Could you please share your job interview experience with us. What kind of expectations and basic needs require to tack the interview.


----------



## nt1989

Hi Guys,

I am in the same situation. please suggest me how did you managed to give following documents from employer 
Certificate of Incorporation of the company 
Company Income Tax Return (ITR) form 
Company bank statement of the past three months, stating the drawing power/cre
dit limit 

Did german company provide you these documents ? when you submitted your business visa to attend job interview in germany ?

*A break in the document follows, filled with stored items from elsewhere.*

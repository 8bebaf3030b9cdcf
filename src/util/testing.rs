use std::collections::VecDeque;
use std::env;
use std::io;
use std::sync::Once;
use tracing::{debug, info};
use tracing_subscriber::{
    filter::filter_fn,
    fmt::{self, format::FmtSpan},
    prelude::*,
    EnvFilter,
};

use crate::infrastructure::traits::Terminal;

static TEST_SETUP: Once = Once::new();

pub fn init_test_setup() {
    TEST_SETUP.call_once(|| {
        if env::var("RUST_LOG").is_err() {
            env::set_var("RUST_LOG", "trace");
        }
        // global logging subscriber, used by all tracing log macros
        setup_test_logging();
        info!("Test Setup complete");
    });
}

fn setup_test_logging() {
    debug!("INIT: Attempting logger init from testing.rs");

    // Create a filter for noisy modules
    let noisy_modules = ["config", "toml"];
    let module_filter = filter_fn(move |metadata| {
        !noisy_modules
            .iter()
            .any(|name| metadata.target().starts_with(name))
    });

    let env_filter = EnvFilter::try_from_default_env().unwrap_or_else(|_| EnvFilter::new("debug"));

    let subscriber = tracing_subscriber::registry().with(
        fmt::layer()
            .with_writer(std::io::stderr)
            .with_target(true)
            .with_thread_names(false)
            .with_span_events(FmtSpan::CLOSE)
            .with_filter(module_filter)
            .with_filter(env_filter),
    );

    // Only set if we haven't already set a global subscriber
    if tracing::dispatcher::has_been_set() {
        debug!("Tracing subscriber already set");
    } else {
        subscriber.try_init().unwrap_or_else(|e| {
            eprintln!("Error: Failed to set up logging: {}", e);
        });
    }
}

/// Terminal double fed from a list of input lines.
///
/// Running out of lines behaves like end of input.
#[derive(Debug, Default)]
pub struct ScriptedTerminal {
    input: VecDeque<String>,
    pub prompts: Vec<String>,
    pub output: Vec<String>,
}

impl ScriptedTerminal {
    pub fn new<I, S>(lines: I) -> Self
    where
        I: IntoIterator<Item = S>,
        S: Into<String>,
    {
        Self {
            input: lines.into_iter().map(Into::into).collect(),
            prompts: Vec::new(),
            output: Vec::new(),
        }
    }

    /// Whole transcript joined with newlines.
    pub fn transcript(&self) -> String {
        self.output.join("\n")
    }

    pub fn contains(&self, needle: &str) -> bool {
        self.output.iter().any(|line| line.contains(needle))
    }

    pub fn remaining_input(&self) -> usize {
        self.input.len()
    }
}

impl Terminal for ScriptedTerminal {
    fn read_line(&mut self, prompt: &str) -> io::Result<Option<String>> {
        self.prompts.push(prompt.to_string());
        Ok(self.input.pop_front())
    }

    fn write_line(&mut self, line: &str) -> io::Result<()> {
        self.output.push(line.to_string());
        Ok(())
    }
}

#[cfg(test)]
mod tests {
    use super::*;

    #[test]
    fn test_init_test_setup() {
        init_test_setup();
    }

    #[test]
    fn test_scripted_terminal_runs_dry() {
        let mut term = ScriptedTerminal::new(["left"]);
        assert_eq!(term.read_line(">").unwrap(), Some("left".to_string()));
        assert_eq!(term.read_line(">").unwrap(), None);
        assert_eq!(term.prompts.len(), 2);
    }
}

please let me know I need help very urgent


thanks


----------



## Bevdeforges

I was coming from elsewhere (i.e. the US) but when I went to Germany to take job interviews, I went on a tourist/visit visa. A "business" visa implies that you are conducting business for your present employer - which is not the case.
Cheers,
Bev


----------



## *Sunshine*

nt1989 said:


> Hi Guys,
> 
> I am in the same situation. please suggest me how did you managed to give following documents from employer
> Certificate of Incorporation of the company
> Company Income Tax Return (ITR) form
> Company bank statement of the past three months, stating the drawing power/cre
> dit limit
> 
> Did german company provide you these documents ? when you submitted your business visa to attend job interview in germany ?
> 
> please let me know I need help very urgent
> 
> 
> thanks


Why don't you apply for a Job Seeker Visa?


----------